New Idaho bill would curb DEI in higher ed, ban 'political loyalty tests'

A recently introduced bill in the Idaho Senate would 'prevent Idaho's public colleges and universities from establishing diversity, equity, and inclusion bureaucracies.'

The legislation would also ban 'political loyalty tests' and mandatory DEI training for college officials.

The Idaho Senate is debating a new piece of proposed legislation that would eliminate Diversity, Equity, and Inclusion programs at state-owned colleges and universities.

According to its statement of purpose, Senate Bill 1357 aims to “[protect] the Constitutional right to equal protection under the law in Idaho’s institutions for higher education.” It would do so by “[creating] a new Chapter 68, Title 33, Idaho Code to prevent Idaho’s public colleges and universities from establishing diversity, equity, and inclusion bureaucracies.”

[RELATED: Crenshaw proposes bill to end funding for schools with mandatory DEI statements]

Introduced on Feb. 12, the legislation states that, “The university of Idaho and any private institution of higher education in the state of Idaho shall not expend funds appropriated by the Idaho legislature to establish, sustain, support, or staff a diversity, equity, and inclusion office or to contract, employ, engage, or hire an individual to serve as a diversity, equity, and inclusion officer.”

The bill’s primary sponsors include State Senators Brian Lenney and Scott Herndon, as well as Representative Elaine Price.

SB 1357 would prohibit required DEI-based training for college officials, stating, “An institution of higher education shall not require mandatory diversity training.”

The bill, which would prohibit DEI positions in general, explicitly states that such positions “expressly include but [are] not limited to” a list of 35 current DEI positions, including the vice provost for community engagement and belonging at Boise State University, the director of the office of multicultural affairs at the University of Idaho, and the director of the gender resource center at Idaho State University.

The legislation would also prevent discrimination on the basis of race for faculty positions and student admission. 

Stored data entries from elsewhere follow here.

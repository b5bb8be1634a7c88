//! Applying and reversing moves on a shared board
//!
//! The search explores the tree on one mutable board. Every apply is
//! paired with an exact reverse, so the board after `reverse_move` is
//! bit-for-bit the board before `apply_move`, counter cells included.
//! [`AppliedMove`] ties the reverse to a scope.

use crate::board::{is_piece, Board, Color, EMPTY, KING, MAN};
use crate::error::{CheckersError, CheckersResult};
use crate::moves::{Move, Step};

/// Apply a move, recording captures and promotions on its steps.
///
/// Each step moves the piece, removes a jumped piece from the midpoint
/// (decrementing its color's counter) and crowns a man landing on its
/// promotion row. If a later step is refused, the steps already made are
/// undone before the error is returned.
///
/// # Arguments
/// * `board` - Board to mutate
/// * `mv` - Move to make; its step records are overwritten
///
/// # Errors
/// `IllegalStep` when a step starts on an empty square, lands off the dark
/// squares or on an occupied one, or jumps over nothing. In debug builds
/// also `CorruptBoard` if the board fails its consistency check.
pub fn apply_move(board: &mut Board, mv: &mut Move) -> CheckersResult<()> {
    if cfg!(debug_assertions) {
        board.validate()?;
    }

    let steps = mv.steps_mut();
    for i in 0..steps.len() {
        if let Err(err) = apply_step(board, &mut steps[i]) {
            for done in steps[..i].iter().rev() {
                reverse_step(board, done);
            }
            return Err(err);
        }
    }

    if cfg!(debug_assertions) {
        board.validate()?;
    }
    Ok(())
}

/// Undo a move previously made with [`apply_move`].
///
/// Steps are undone last to first: the final hop of a chain is taken back
/// before the one that led to it.
pub fn reverse_move(board: &mut Board, mv: &Move) {
    for step in mv.steps().iter().rev() {
        reverse_step(board, step);
    }
    debug_assert!(board.validate().is_ok(), "board corrupted by reverse");
}

fn apply_step(board: &mut Board, step: &mut Step) -> CheckersResult<()> {
    let (from, to) = (step.from, step.to);
    let illegal = |reason| CheckersError::IllegalStep { from, to, reason };

    let piece = board.get(step.from);
    let color = Color::of(piece).ok_or_else(|| illegal("no piece on origin"))?;
    if !step.to.is_dark() {
        return Err(illegal("destination is not a playable square"));
    }
    if board.get(step.to) != EMPTY {
        return Err(illegal("destination is occupied"));
    }
    let dx = (to.x as i32 - from.x as i32).abs();
    let dy = (to.y as i32 - from.y as i32).abs();
    if dx != dy || !(1..=2).contains(&dx) {
        return Err(illegal("not a one- or two-square diagonal"));
    }

    let captured = if step.is_jump() {
        let mid = step.from.midpoint(step.to);
        let jumped = board.get(mid);
        let Some(jumped_color) = Color::of(jumped) else {
            return Err(illegal("jump passes over no piece"));
        };
        if jumped_color == color {
            return Err(illegal("jump passes over own piece"));
        }
        board.set(mid, EMPTY);
        board.decrement_count(jumped_color);
        jumped
    } else {
        EMPTY
    };

    board.set(step.from, EMPTY);
    step.captured = captured;
    step.promoted = piece & MAN != 0 && step.to.y == color.promotion_row();
    board.set(
        step.to,
        if step.promoted {
            (piece & !MAN) | KING
        } else {
            piece
        },
    );
    Ok(())
}

fn reverse_step(board: &mut Board, step: &Step) {
    let mut piece = board.get(step.to);
    if step.promoted {
        piece = (piece & !KING) | MAN;
    }
    board.set(step.to, EMPTY);
    board.set(step.from, piece);

    if is_piece(step.captured) {
        board.set(step.from.midpoint(step.to), step.captured);
        if let Some(color) = Color::of(step.captured) {
            board.increment_count(color);
        }
    }
}

/// Scoped application of a move.
///
/// The move is applied on construction and reversed when the guard is
/// dropped, on every exit path of the scope that holds it.
///
/// ```
/// use checkers::board::{Board, Square};
/// use checkers::moves::Move;
/// use checkers::rules::AppliedMove;
///
/// let mut board = Board::new();
/// let before = board;
/// let mut mv = Move::new(Square::new(2, 2), Square::new(3, 3));
/// {
///     let applied = AppliedMove::new(&mut board, &mut mv).unwrap();
///     assert_eq!(applied.board().get(Square::new(2, 2)), 0);
/// }
/// assert_eq!(board, before);
/// ```
pub struct AppliedMove<'a> {
    board: &'a mut Board,
    mv: &'a Move,
}

impl<'a> AppliedMove<'a> {
    /// Apply `mv` to `board` for the lifetime of the guard
    pub fn new(board: &'a mut Board, mv: &'a mut Move) -> CheckersResult<Self> {
        apply_move(board, mv)?;
        Ok(Self { board, mv })
    }

    #[inline]
    pub fn board(&self) -> &Board {
        &*self.board
    }

    /// Board with the move applied. Anything applied through it must be
    /// reversed before the guard drops.
    #[inline]
    pub fn board_mut(&mut self) -> &mut Board {
        &mut *self.board
    }

    /// The applied move, with its capture and promotion records filled in
    #[inline]
    pub fn mv(&self) -> &Move {
        self.mv
    }
}

impl Drop for AppliedMove<'_> {
    fn drop(&mut self) {
        reverse_move(&mut *self.board, self.mv);
    }
}

#[cfg(test)]
mod tests {
    use super::*;
    use crate::board::{Square, BLACK_KING, BLACK_MAN, WHITE_KING, WHITE_MAN};

    fn sq(x: u8, y: u8) -> Square {
        Square::new(x, y)
    }

    #[test]
    fn test_plain_step() {
        let mut board = Board::new();
        let before = board;
        let mut mv = Move::new(sq(2, 2), sq(3, 3));

        apply_move(&mut board, &mut mv).unwrap();
        assert_eq!(board.get(sq(2, 2)), EMPTY);
        assert_eq!(board.get(sq(3, 3)), BLACK_MAN);
        assert_eq!(mv.piece_captured(), EMPTY);
        assert_eq!(board.piece_count(Color::Black), 12);
        assert_eq!(board.piece_count(Color::White), 12);

        reverse_move(&mut board, &mv);
        assert_eq!(board, before);
    }

    #[test]
    fn test_jump_removes_piece_and_count() {
        let mut board = Board::empty();
        board.place(sq(2, 2), BLACK_MAN);
        board.place(sq(3, 3), WHITE_MAN);
        board.place(sq(6, 6), WHITE_MAN);
        let before = board;

        let mut mv = Move::new(sq(2, 2), sq(4, 4));
        apply_move(&mut board, &mut mv).unwrap();
        assert_eq!(board.get(sq(3, 3)), EMPTY);
        assert_eq!(board.get(sq(4, 4)), BLACK_MAN);
        assert_eq!(mv.piece_captured(), WHITE_MAN);
        assert_eq!(board.piece_count(Color::White), 1);
        assert_eq!(board.piece_count(Color::Black), 1);
        assert_eq!(board.count_pieces().total(), before.count_pieces().total() - 1);

        reverse_move(&mut board, &mv);
        assert_eq!(board, before);
    }

    #[test]
    fn test_promotion_and_demotion() {
        let mut board = Board::empty();
        board.place(sq(1, 5), WHITE_MAN);
        board.place(sq(2, 6), BLACK_MAN);
        board.place(sq(4, 4), WHITE_MAN);
        let before = board;

        let mut mv = Move::new(sq(2, 6), sq(3, 7));
        apply_move(&mut board, &mut mv).unwrap();
        assert!(mv.promoted());
        assert_eq!(board.get(sq(3, 7)), BLACK_KING);

        reverse_move(&mut board, &mv);
        assert_eq!(board.get(sq(2, 6)), BLACK_MAN);
        assert_eq!(board, before);
    }

    #[test]
    fn test_white_king_does_not_promote_again() {
        let mut board = Board::empty();
        board.place(sq(1, 1), WHITE_KING);
        board.place(sq(6, 6), BLACK_MAN);
        let mut mv = Move::new(sq(1, 1), sq(0, 0));
        apply_move(&mut board, &mut mv).unwrap();
        assert!(!mv.promoted());
        assert_eq!(board.get(sq(0, 0)), WHITE_KING);
    }

    #[test]
    fn test_multi_jump_round_trip() {
        let mut board = Board::empty();
        board.place(sq(0, 0), BLACK_MAN);
        board.place(sq(1, 1), WHITE_MAN);
        board.place(sq(3, 3), WHITE_MAN);
        board.place(sq(7, 7), WHITE_MAN);
        let before = board;

        let mut mv = Move::new(sq(0, 0), sq(2, 2));
        mv.extend_with(&Move::new(sq(2, 2), sq(4, 4)));
        apply_move(&mut board, &mut mv).unwrap();
        assert_eq!(board.get(sq(4, 4)), BLACK_MAN);
        assert_eq!(board.piece_count(Color::White), 1);
        assert_eq!(mv.steps()[1].captured, WHITE_MAN);

        reverse_move(&mut board, &mv);
        assert_eq!(board, before);
    }

    #[test]
    fn test_refused_steps() {
        let mut board = Board::new();
        let before = board;

        // Empty origin
        let mut mv = Move::new(sq(3, 3), sq(4, 4));
        assert!(matches!(
            apply_move(&mut board, &mut mv),
            Err(CheckersError::IllegalStep { .. })
        ));
        // Occupied destination
        let mut mv = Move::new(sq(1, 1), sq(2, 2));
        assert!(apply_move(&mut board, &mut mv).is_err());
        // Light square destination
        let mut mv = Move::new(sq(2, 2), sq(2, 3));
        assert!(apply_move(&mut board, &mut mv).is_err());
        // Jump over nothing
        let mut mv = Move::new(sq(2, 2), sq(4, 4));
        assert!(apply_move(&mut board, &mut mv).is_err());
        // Straight up the column
        let mut mv = Move::new(sq(2, 2), sq(2, 4));
        assert!(matches!(
            apply_move(&mut board, &mut mv),
            Err(CheckersError::IllegalStep { .. })
        ));
        // Three squares along a diagonal
        let mut mv = Move::new(sq(2, 2), sq(5, 5));
        assert!(apply_move(&mut board, &mut mv).is_err());

        assert_eq!(board, before);
    }

    #[test]
    fn test_refuses_jump_over_own_piece() {
        let mut board = Board::empty();
        board.place(sq(2, 2), BLACK_MAN);
        board.place(sq(3, 3), BLACK_MAN);
        board.place(sq(7, 7), WHITE_MAN);
        let before = board;

        let mut mv = Move::new(sq(2, 2), sq(4, 4));
        assert!(matches!(
            apply_move(&mut board, &mut mv),
            Err(CheckersError::IllegalStep { .. })
        ));
        assert_eq!(board, before);
        assert_eq!(board.piece_count(Color::Black), 2);
    }

    #[test]
    fn test_failed_chain_is_rolled_back() {
        let mut board = Board::empty();
        board.place(sq(0, 0), BLACK_MAN);
        board.place(sq(1, 1), WHITE_MAN);
        board.place(sq(5, 5), WHITE_MAN);
        let before = board;

        // Second hop jumps over an empty square
        let mut mv = Move::new(sq(0, 0), sq(2, 2));
        mv.extend_with(&Move::new(sq(2, 2), sq(4, 4)));
        assert!(apply_move(&mut board, &mut mv).is_err());
        assert_eq!(board, before);
    }

    #[test]
    fn test_guard_reverses_on_drop() {
        let mut board = Board::new();
        let before = board;
        let mut mv = Move::new(sq(2, 2), sq(3, 3));

        let early_exit = |board: &mut Board, mv: &mut Move| -> CheckersResult<bool> {
            let applied = AppliedMove::new(board, mv)?;
            if applied.board().get(sq(3, 3)) == BLACK_MAN {
                return Ok(true);
            }
            Ok(false)
        };
        assert!(early_exit(&mut board, &mut mv).unwrap());
        assert_eq!(board, before);
    }
}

“No institution of higher education shall grant preferential consideration to an applicant, teacher, employee, or student for opinions expressed or action taken pertaining to another individual or a group of individuals in which the institution’s consideration is based on race, sex, color, ethnicity, gender identity, or sexual orientation of those other individuals,” the document reads.

[RELATED: TX university replaces DEI office after statewide ban with ‘Office of Campus and Community Belonging’]

The current version of the legislation would also eliminate “political loyalty tests” at public colleges and universities, stating that such tests shall not “be required or solicited” during the “admissions process,” “employment application process,” “hiring process,” or “contract renewal process.” 

A political loyalty test would also not be allowed as a “condition of participation in any administrative or decision-making function of any institution of higher education of the state.”

Campus Reform has contacted Boise State University, Idaho State University, and the University of Idaho for comment. This article will be updated accordingly.